As I write this, my final column of 2018, I’m trying to process the news that General Motors plans to close five factories in North America and cut more than 14,000 jobs as part of a massive restructuring initiative.
Why is GM doing this? Because these plants – and workers – are in the wrong place at the wrong time.
They produce cars.
GM isn’t the only automaker to make a dramatic shift in its production plans due to the popularity of trucks, crossovers and SUVs. Earlier this year, Ford said it will whittle its lineup of cars down to two models: the iconic Mustang and the Focus Active hatchback. Likewise, Fiat Chrysler has killed off the Chrysler 200 and Dodge Dart, and has shifted its focus to – you guessed it – Ram pickups and Jeep SUVs.
I spent 28 and a half years at Ford Motor Co. and watched these trends unfold several times during that period. In the late 1970s, we didn’t have the correct product mix in place, and suffered greatly until we could get the then-new Escort to market. Both GM and Chrysler have suffered the same peril at different times also. The problem is that producing automobiles is a capital-intensive business, and shifting model directions is a slow, expensive undertaking.

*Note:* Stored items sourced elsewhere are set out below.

//! Configuration loader with file resolution and environment override support.

use super::error::{ConfigError, ConfigResult};
use super::schema::{Config, LogFormat};
use std::path::{Path, PathBuf};
use std::str::FromStr;

/// Environment variable prefix for overrides
const ENV_PREFIX: &str = "SERIAL_LINK";

/// Config file name
const CONFIG_FILE_NAME: &str = "serial-link.toml";

/// Directory under the platform config dir
const APP_DIR_NAME: &str = "serial-link";

/// Environment variable for explicit config path
const CONFIG_PATH_ENV: &str = "SERIAL_LINK_CONFIG";

/// Configuration loader with resolution and override logic.
#[derive(Debug, Clone)]
pub struct ConfigLoader {
    /// Resolved config file path (if any)
    pub config_path: Option<PathBuf>,
    /// The loaded configuration
    pub config: Config,
}

impl ConfigLoader {
    /// Load configuration using standard resolution order.
    ///
    /// Resolution priority (highest to lowest):
    /// 1. `SERIAL_LINK_CONFIG` environment variable (explicit path)
    /// 2. `./serial-link.toml` (current directory)
    /// 3. `~/.config/serial-link/serial-link.toml` (XDG on Linux/macOS)
    /// 4. `%APPDATA%\serial-link\serial-link.toml` (Windows)
    /// 5. Built-in defaults (no file required)
    ///
    /// Environment variables can override any config file values.
    pub fn load() -> ConfigResult<Self> {
        let config_path = resolve_config_path();

        let mut config = if let Some(ref path) = config_path {
            load_from_file(path)?
        } else {
            Config::default()
        };

        apply_env_overrides(&mut config)?;

        Ok(Self {
            config_path,
            config,
        })
    }

    /// Load configuration from a specific file path.
    pub fn load_from(path: impl AsRef<Path>) -> ConfigResult<Self> {
        let path = path.as_ref().to_path_buf();
        let mut config = load_from_file(&path)?;
        apply_env_overrides(&mut config)?;

        Ok(Self {
            config_path: Some(path),
            config,
        })
    }

    /// Create a loader with default configuration (no file).
    pub fn with_defaults() -> Self {
        let mut config = Config::default();
        // Still apply env overrides even with defaults
        let _ = apply_env_overrides(&mut config);

        Self {
            config_path: None,
            config,
        }
    }

    /// Get the loaded configuration.
    pub fn config(&self) -> &Config {
        &self.config
    }

    /// Get a mutable reference to the configuration.
    pub fn config_mut(&mut self) -> &mut Config {
        &mut self.config
    }

    /// Consume the loader and return the configuration.
    pub fn into_config(self) -> Config {
        self.config
    }

    /// Save the current configuration to the file it was loaded from.
    pub fn save(&self) -> ConfigResult<()> {
        let path = self
            .config_path
            .as_ref()
            .ok_or_else(|| ConfigError::MissingRequired("No config file path set".to_string()))?;

        save_to_file(&self.config, path)
    }

    /// Save the current configuration to a specific file.
    pub fn save_to(&self, path: impl AsRef<Path>) -> ConfigResult<()> {
        save_to_file(&self.config, path.as_ref())
    }

    /// Reload configuration from file (if path is set).
    pub fn reload(&mut self) -> ConfigResult<()> {
        if let Some(ref path) = self.config_path {
            self.config = load_from_file(path)?;
            apply_env_overrides(&mut self.config)?;
        }
        Ok(())
    }
}

/// Resolve the configuration file path using standard locations.
pub fn resolve_config_path() -> Option<PathBuf> {
    // 1. Explicit environment variable
    if let Ok(path) = std::env::var(CONFIG_PATH_ENV) {
        let path = PathBuf::from(path);
        if path.exists() {
            return Some(path);
        }
    }

    // 2. Current directory
    let cwd_config = PathBuf::from(CONFIG_FILE_NAME);
    if cwd_config.exists() {
        return Some(cwd_config);
    }

    // 3. XDG config directory (Linux/macOS) or APPDATA (Windows)
    if let Some(app_config) = get_default_config_path() {
        if app_config.exists() {
            return Some(app_config);
        }
    }

    None
}

/// Get the platform-specific config directory.
fn get_config_dir() -> Option<PathBuf> {
    #[cfg(target_os = "windows")]
    {
        std::env::var("APPDATA").ok().map(PathBuf::from)
    }

    #[cfg(not(target_os = "windows"))]
    {
        std::env::var("XDG_CONFIG_HOME")
            .ok()
            .map(PathBuf::from)
            .or_else(|| {
                std::env::var("HOME")
                    .ok()
                    .map(|h| PathBuf::from(h).join(".config"))
            })
    }
}

/// Load configuration from a file.
fn load_from_file(path: &Path) -> ConfigResult<Config> {
    let content = std::fs::read_to_string(path).map_err(|e| ConfigError::ReadError {
        path: path.to_path_buf(),
        source: e,
    })?;

    toml::from_str(&content).map_err(ConfigError::ParseError)
}

/// Save configuration to a file.
fn save_to_file(config: &Config, path: &Path) -> ConfigResult<()> {
    if let Some(parent) = path.parent() {
        std::fs::create_dir_all(parent).map_err(|e| ConfigError::WriteError {
            path: path.to_path_buf(),
            source: e,
        })?;
    }

    let content = toml::to_string_pretty(config)?;
    std::fs::write(path, content).map_err(|e| ConfigError::WriteError {
        path: path.to_path_buf(),
        source: e,
    })
}

fn env_var(key: &str) -> (String, Option<String>) {
    let var = format!("{}_{}", ENV_PREFIX, key);
    let value = std::env::var(&var).ok();
    (var, value)
}

fn parse_env<T: FromStr>(key: &str, message: &str) -> ConfigResult<Option<T>> {
    match env_var(key) {
        (_, None) => Ok(None),
        (var, Some(value)) => value
            .trim()
            .parse()
            .map(Some)
            .map_err(|_| ConfigError::env_parse(var, message)),
    }
}

/// Turn `\n`, `\r`, `\t` and `\\` escapes into the characters they name, so
/// delimiters can be given on a single-line environment variable.
fn unescape_delimiter(raw: &str) -> String {
    let mut out = String::with_capacity(raw.len());
    let mut chars = raw.chars();
    while let Some(c) = chars.next() {
        if c != '\\' {
            out.push(c);
            continue;
        }
        match chars.next() {
            Some('n') => out.push('\n'),
            Some('r') => out.push('\r'),
            Some('t') => out.push('\t'),
            Some('\\') => out.push('\\'),
            Some(other) => {
                out.push('\\');
                out.push(other);
            }
            None => out.push('\\'),
        }
    }
    out
}

/// Apply environment variable overrides to the configuration.
///
/// Environment variables follow the pattern: `SERIAL_LINK_<SECTION>_<KEY>`
/// For example:
/// - `SERIAL_LINK_SERIAL_DEVICE=/dev/ttyACM0`
/// - `SERIAL_LINK_SERIAL_BAUD_RATE=9600`
/// - `SERIAL_LINK_LINK_READ_DELIMITER=\r\n`
fn apply_env_overrides(config: &mut Config) -> ConfigResult<()> {
    // Serial overrides
    if let (_, Some(val)) = env_var("SERIAL_DEVICE") {
        config.serial.device = val;
    }
    if let Some(val) = parse_env("SERIAL_BAUD_RATE", "Invalid baud rate")? {
        config.serial.baud_rate = val;
    }
    if let Some(val) = parse_env("SERIAL_READ_TIMEOUT_MS", "Invalid timeout")? {
        config.serial.read_timeout_ms = val;
    }

    // Link overrides
    if let Some(val) = parse_env("LINK_WRITE_INTERVAL_MS", "Invalid interval")? {
        config.link.write_interval_ms = val;
    }
    if let Some(val) = parse_env("LINK_RECONNECT_INTERVAL_MS", "Invalid interval")? {
        config.link.reconnect_interval_ms = val;
    }
    if let (_, Some(val)) = env_var("LINK_READ_DELIMITER") {
        config.link.read_delimiter = unescape_delimiter(&val);
    }
    if let (_, Some(val)) = env_var("LINK_WRITE_DELIMITER") {
        config.link.write_delimiter = unescape_delimiter(&val);
    }

    // Logging overrides
    if let (_, Some(val)) = env_var("LOGGING_LEVEL") {
        config.logging.level = val;
    }
    if let (var, Some(val)) = env_var("LOGGING_FORMAT") {
        config.logging.format = match val.to_lowercase().as_str() {
            "json" => LogFormat::Json,
            "pretty" => LogFormat::Pretty,
            "compact" => LogFormat::Compact,
            _ => return Err(ConfigError::env_parse(var, "Expected json, pretty or compact")),
        };
    }

    Ok(())
}

/// Get the default config directory for creating new config files.
pub fn get_default_config_dir() -> Option<PathBuf> {
    get_config_dir().map(|d| d.join(APP_DIR_NAME))
}

/// Get the default config file path for creating new config files.
pub fn get_default_config_path() -> Option<PathBuf> {
    get_default_config_dir().map(|d| d.join(CONFIG_FILE_NAME))
}

#[cfg(test)]
mod tests {
    use super::*;
    use serial_test::serial;
    use std::env;

    #[test]
    #[serial]
    fn test_default_loader() {
        let loader = ConfigLoader::with_defaults();
        assert_eq!(loader.config().serial.baud_rate, 115200);
        assert!(loader.config_path.is_none());
    }

    #[test]
    #[serial]
    fn test_env_override() {
        env::set_var("SERIAL_LINK_SERIAL_BAUD_RATE", "57600");
        env::set_var("SERIAL_LINK_LINK_READ_DELIMITER", "\\r\\n");
        env::set_var("SERIAL_LINK_LOGGING_FORMAT", "JSON");

        let loader = ConfigLoader::with_defaults();
        assert_eq!(loader.config().serial.baud_rate, 57600);
        assert_eq!(loader.config().link.read_delimiter, "\r\n");
        assert_eq!(loader.config().logging.format, LogFormat::Json);

        env::remove_var("SERIAL_LINK_SERIAL_BAUD_RATE");
        env::remove_var("SERIAL_LINK_LINK_READ_DELIMITER");
        env::remove_var("SERIAL_LINK_LOGGING_FORMAT");
    }

    #[test]
    #[serial]
    fn test_invalid_env_value() {
        env::set_var("SERIAL_LINK_LINK_WRITE_INTERVAL_MS", "soon");

        let mut config = Config::default();
        let err = apply_env_overrides(&mut config).unwrap_err();
        assert!(matches!(
            err,
            ConfigError::EnvParseError { ref var, .. } if var == "SERIAL_LINK_LINK_WRITE_INTERVAL_MS"
        ));

        env::remove_var("SERIAL_LINK_LINK_WRITE_INTERVAL_MS");
    }

    #[test]
    #[serial]
    fn test_save_and_load_round_trip() {
        let dir = tempfile::tempdir().unwrap();
        let path = dir.path().join("nested").join(CONFIG_FILE_NAME);

        let mut loader = ConfigLoader::with_defaults();
        loader.config_mut().serial.device = "/dev/ttyS3".to_string();
        loader.config_mut().link.write_interval_ms = 25;
        loader.save_to(&path).unwrap();

        let loaded = ConfigLoader::load_from(&path).unwrap();
        assert_eq!(loaded.config_path.as_deref(), Some(path.as_path()));
        assert_eq!(loaded.config().serial.device, "/dev/ttyS3");
        assert_eq!(loaded.config().link.write_interval_ms, 25);
    }

    #[test]
    #[serial]
    fn test_reload_picks_up_changes() {
        let dir = tempfile::tempdir().unwrap();
        let path = dir.path().join(CONFIG_FILE_NAME);
        std::fs::write(&path, "[serial]\nbaud_rate = 9600\n").unwrap();

        let mut loader = ConfigLoader::load_from(&path).unwrap();
        assert_eq!(loader.config().serial.baud_rate, 9600);

        std::fs::write(&path, "[serial]\nbaud_rate = 19200\n").unwrap();
        loader.reload().unwrap();
        assert_eq!(loader.config().serial.baud_rate, 19200);
    }

    #[test]
    #[serial]
    fn test_missing_and_malformed_files() {
        let dir = tempfile::tempdir().unwrap();
        let missing = dir.path().join("absent.toml");
        assert!(matches!(
            ConfigLoader::load_from(&missing),
            Err(ConfigError::ReadError { .. })
        ));

        let malformed = dir.path().join("bad.toml");
        std::fs::write(&malformed, "[serial\nbaud_rate = ").unwrap();
        assert!(matches!(
            ConfigLoader::load_from(&malformed),
            Err(ConfigError::ParseError(_))
        ));
    }

    #[test]
    fn test_save_without_path() {
        let loader = ConfigLoader {
            config_path: None,
            config: Config::default(),
        };
        assert!(matches!(
            loader.save(),
            Err(ConfigError::MissingRequired(_))
        ));
    }

    #[test]
    fn test_unescape_delimiter() {
        assert_eq!(unescape_delimiter("\\n"), "\n");
        assert_eq!(unescape_delimiter("\\r\\n"), "\r\n");
        assert_eq!(unescape_delimiter(";"), ";");
        assert_eq!(unescape_delimiter("\\\\"), "\\");
        assert_eq!(unescape_delimiter("\\x"), "\\x");
    }
}
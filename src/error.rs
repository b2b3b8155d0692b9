//! Connection-level error type.
//!
//! Failures inside the running loops never surface here; they travel on the
//! message stream. Only opening and closing a [`Connection`](crate::Connection)
//! return errors directly.

use crate::config::ConfigError;
use crate::port::PortError;
use thiserror::Error;

/// Errors returned by [`Connection::open`](crate::Connection::open) and
/// [`Connection::close`](crate::Connection::close).
#[derive(Debug, Error)]
pub enum LinkError {
    /// The initial open of the transport failed; no loop was started.
    #[error("failed to open link: {0}")]
    Open(#[source] PortError),

    /// The transport reported an error while being closed.
    #[error("failed to close link: {0}")]
    Close(#[source] PortError),

    /// The read delimiter must contain at least one byte.
    #[error("read delimiter must not be empty")]
    EmptyDelimiter,

    /// A connection loop panicked.
    #[error("connection task failed: {0}")]
    Task(#[from] tokio::task::JoinError),

    /// The configuration could not be turned into link options.
    #[error(transparent)]
    Config(#[from] ConfigError),
}

/// Convenient Result type for link operations.
pub type LinkResult<T> = Result<T, LinkError>;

Here’s what concerns me with the recent changes in production plans: When automakers try to swing their entire product line one way, there’s no protection against unplanned shifts in consumer buying behaviors that can come from outside, unrelated forces.
Today, everyone says they want trucks and SUVs. They say they like the utility, and many say they like sitting up high – which makes me laugh. They like sitting up high. I suppose if this trend continues, we all will be driving around in Class 8 SUVs. How are all the soccer moms going to get up in those cabs?
Then there’s the pickup phenomenon. Have you looked around on the road lately? It seems every other vehicle is a pickup.
I’m as guilty as the next guy. We have a new F-150 in the driveway. My wife really wanted it, and so of course, now we have one. But why? It’s so convenient when we need it. And how often is that really? It’s just as convenient to rent a truck from Lowe’s for $19.95 for the six times a year that we really need it. Luckily, we have the EcoBoost model, and it gets reasonable mileage.
Most owners brag about their Hemi, Triton or Duramax diesel V8s. Ours just creates incredible amounts of performance using F1 racing technologies and high RPM – not what we usually think of when we think about how a truck operates. Just what’s going to happen when we get a little blip in the oil supply and the cost of a gallon of gasoline goes above $4 again?
Please don’t misunderstand me. I love big, powerful vehicles as much as the next guy. But I also remember the sting of having the wrong vehicle mix. CAFE is a real thing, and eventually we, the consumer, will have to pay the piper. In the meantime, these technology-laden vehicles that generate gobs of power from small displacement most certainly will not have the long-term durability of the good-old gas guzzlers. More parts sales for all of us, right?
Now that I think of it, I guess that part of it isn’t all bad. You and I in the aftermarket probably will benefit from all of this. That’s the beauty of our good-old aftermarket: No matter what’s going on around us, vehicles still need maintenance and repairs. All of that requires parts, and last time I checked, that’s what we do.
This entire thing must be a dream – a dream come true for all of us in the aftermarket.
Happy holidays, and we’ll see you in 2019.